Como já diziam alguns folcloristas, o folclore nasce e cresce também nas cidades: é dinâmico, transforma-se o tempo todo, incorporando novos elementos. O campo dos estudos de folclore transforma-se também acompanhando a evolução do conhecimento no conjunto das ciências humanas e sociais. A noção de cultura não é mais entendida como um conjunto de comportamentos concretos mas sim como significados permanentemente atribuídos. Uma peça de cerâmica é mais do que o material de que é feita, e a técnica com que é trabalhada. Uma festa é mais do que a sua data, suas danças, seus trajes e suas comidas típicas. Elas são o veículo de uma visão de mundo, de um conjunto particular e dinâmico de relações humanas e sociais. Não há também fronteiras rígidas entre a cultura popular e a cultura erudita: elas comunicam-se permanentemente. O compositor erudito Heitor Villa Lobos reelaborou musicalmente cantigas de ninar tradicionais. Muito freqüentemente, o enredo do desfile carnavalesco de uma escola de samba elabora numa outra linguagem temas eruditos. Na condição de fato cultural, o folclore passa a ser compreendido dentro do contexto de relações em que se situa.

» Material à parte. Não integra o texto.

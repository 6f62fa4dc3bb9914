//! Results document loading.
//!
//! The experiment writes one JSON document holding its sizes, the list of
//! problem names, and one entry per problem keyed by that name.

use crate::models::{ProblemResults, ResultsStore};
use anyhow::{Context, Result};
use serde::Deserialize;
use std::collections::BTreeMap;
use std::path::Path;
use tracing::{debug, info, warn};

/// The document as written, before problem entries are typed.
#[derive(Debug, Deserialize)]
struct RawStore {
    #[serde(default)]
    problem_names: Vec<String>,
    #[serde(default)]
    nstages: Option<u64>,
    #[serde(default)]
    nscenarios: Option<u64>,
    #[serde(default)]
    nworkers: Option<u64>,
    #[serde(flatten)]
    entries: BTreeMap<String, serde_json::Value>,
}

/// Parse a results document.
///
/// A listed problem with no entry is kept in the list so that lookups
/// report it missing. A problem entry that does not parse is kept too and
/// recorded in `rejected`, so it is reported instead of aborting the whole
/// document. Without `problem_names`, every object entry is a problem.
pub fn parse_store(content: &str) -> Result<ResultsStore> {
    let mut raw: RawStore =
        serde_json::from_str(content).context("Results document is not valid JSON")?;

    if raw.problem_names.is_empty() {
        raw.problem_names = raw
            .entries
            .iter()
            .filter(|(_, value)| value.is_object())
            .map(|(name, _)| name.clone())
            .collect();
        debug!("Discovered {} problem(s)", raw.problem_names.len());
    }

    let mut problems = BTreeMap::new();
    let mut rejected = BTreeMap::new();

    for name in &raw.problem_names {
        let Some(value) = raw.entries.remove(name) else {
            warn!(problem = %name, "Listed problem has no results");
            continue;
        };

        match serde_json::from_value::<ProblemResults>(value) {
            Ok(problem) => {
                problems.insert(name.clone(), problem);
            }
            Err(e) => {
                warn!(problem = %name, "Malformed results for problem: {}", e);
                rejected.insert(name.clone(), e.to_string());
            }
        }
    }

    Ok(ResultsStore {
        problem_names: raw.problem_names,
        nstages: raw.nstages,
        nscenarios: raw.nscenarios,
        nworkers: raw.nworkers,
        problems,
        rejected,
    })
}

/// Read and parse a results file.
pub async fn load_store(path: &Path) -> Result<ResultsStore> {
    let content = tokio::fs::read_to_string(path)
        .await
        .with_context(|| format!("Failed to read results file: {}", path.display()))?;

    let store = parse_store(&content)
        .with_context(|| format!("Failed to parse results file: {}", path.display()))?;

    info!(
        "Loaded {} problem(s) from {}",
        store.problems.len(),
        path.display()
    );
    Ok(store)
}

#[cfg(test)]
mod tests {
    use super::*;
    use crate::models::Seeds;
    use serde_json::json;
    use tempfile::TempDir;

    const FIXTURE: &str = include_str!("../../fixtures/results.json");

    #[test]
    fn test_parse_fixture() {
        let store = parse_store(FIXTURE).unwrap();

        assert_eq!(store.problem_names, vec!["hydrothermal"]);
        assert_eq!(store.nstages, Some(3));
        assert_eq!(store.nscenarios, Some(4));
        assert_eq!(store.nworkers, Some(2));

        let problem = store.problem("hydrothermal").unwrap();
        let ph = problem.algorithm("progressivehedging").unwrap();
        assert_eq!(ph.seeds(), Some(&Seeds::Single(7)));
        assert_eq!(ph.run("1").map(|r| r.len()), Some(4));

        let rph = problem.algorithm("randomized_sync").unwrap();
        assert_eq!(rph.runs.len(), 3);
        assert_eq!(rph.run("20").map(|r| r.len()), Some(4));
    }

    #[test]
    fn test_listed_problem_without_entry() {
        let content = json!({
            "problem_names": ["present", "absent"],
            "present": {}
        })
        .to_string();

        let store = parse_store(&content).unwrap();
        assert_eq!(store.problem_names, vec!["present", "absent"]);
        assert!(store.problem("present").is_some());
        assert!(store.problem("absent").is_none());
    }

    #[test]
    fn test_malformed_listed_problem() {
        let content = json!({
            "problem_names": ["pb", "ok"],
            "pb": {"alg": {"1": {"functionalvalue": "oops", "time": [], "fopt": 1.0}}},
            "ok": {"alg": {"seeds": 1, "1": {"functionalvalue": [1.0], "time": [0.0], "fopt": 1.0}}}
        })
        .to_string();

        let store = parse_store(&content).unwrap();
        assert_eq!(store.problem_names, vec!["pb", "ok"]);
        assert!(store.problem("pb").is_none());
        assert!(store.problem("ok").is_some());
        assert!(store.rejected["pb"].contains("invalid type"));
    }

    #[test]
    fn test_run_missing_attribute_still_parses() {
        let content = json!({
            "problem_names": ["pb"],
            "pb": {"alg": {"seeds": 1, "1": {"functionalvalue": [2.0], "time": [0.0]}}}
        })
        .to_string();

        let store = parse_store(&content).unwrap();
        let run = store
            .problem("pb")
            .and_then(|p| p.algorithm("alg"))
            .and_then(|a| a.run("1"));
        assert_eq!(run.map(|r| r.fopt), Some(None));
        assert!(store.rejected.is_empty());
    }

    #[test]
    fn test_problems_discovered_without_names() {
        let content = json!({
            "nscenarios": 10,
            "label": "not a problem",
            "pb2": {"alg": {"seeds": 1, "1": {"functionalvalue": [1.0], "time": [0.0], "fopt": 1.0}}},
            "pb1": {"alg": {"seeds": 1, "1": {"time": [0.0]}}},
            "broken": {"alg": {"1": 3}}
        })
        .to_string();

        let store = parse_store(&content).unwrap();
        assert_eq!(store.problem_names, vec!["broken", "pb1", "pb2"]);
        assert_eq!(store.nscenarios, Some(10));
        assert_eq!(store.problems.len(), 2);
        assert!(store.rejected.contains_key("broken"));
    }

    #[test]
    fn test_invalid_json() {
        assert!(parse_store("{ not json").is_err());
    }

    #[test]
    fn test_load_store_from_file() {
        let temp_dir = TempDir::new().unwrap();
        let path = temp_dir.path().join("results.json");
        std::fs::write(&path, FIXTURE).unwrap();

        let store = tokio_test::block_on(load_store(&path)).unwrap();
        assert_eq!(store.problems.len(), 1);

        let missing = tokio_test::block_on(load_store(&temp_dir.path().join("nope.json")));
        assert!(missing.is_err());
    }
}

Essa abordagem contextualizadora, que faz do objeto um veículo de relações humanas, é a proposta do Museu de Folclore Edison Carneiro, cuja exposição permanente, inaugurada em 1994, se pretende uma pequena mostra do que está vivo e se transformando no dia-a-dia.


*A antropóloga Maria Laura Cavalcanti, Profª Drª do Depto. de Ciências Sociais/IFCS/UFRJ, ex-pesquisadora do Centro Nacional de Folclore e Cultura Popular, participa atualmente da Associação de Amigos do Museu de Folclore Edison Carneiro.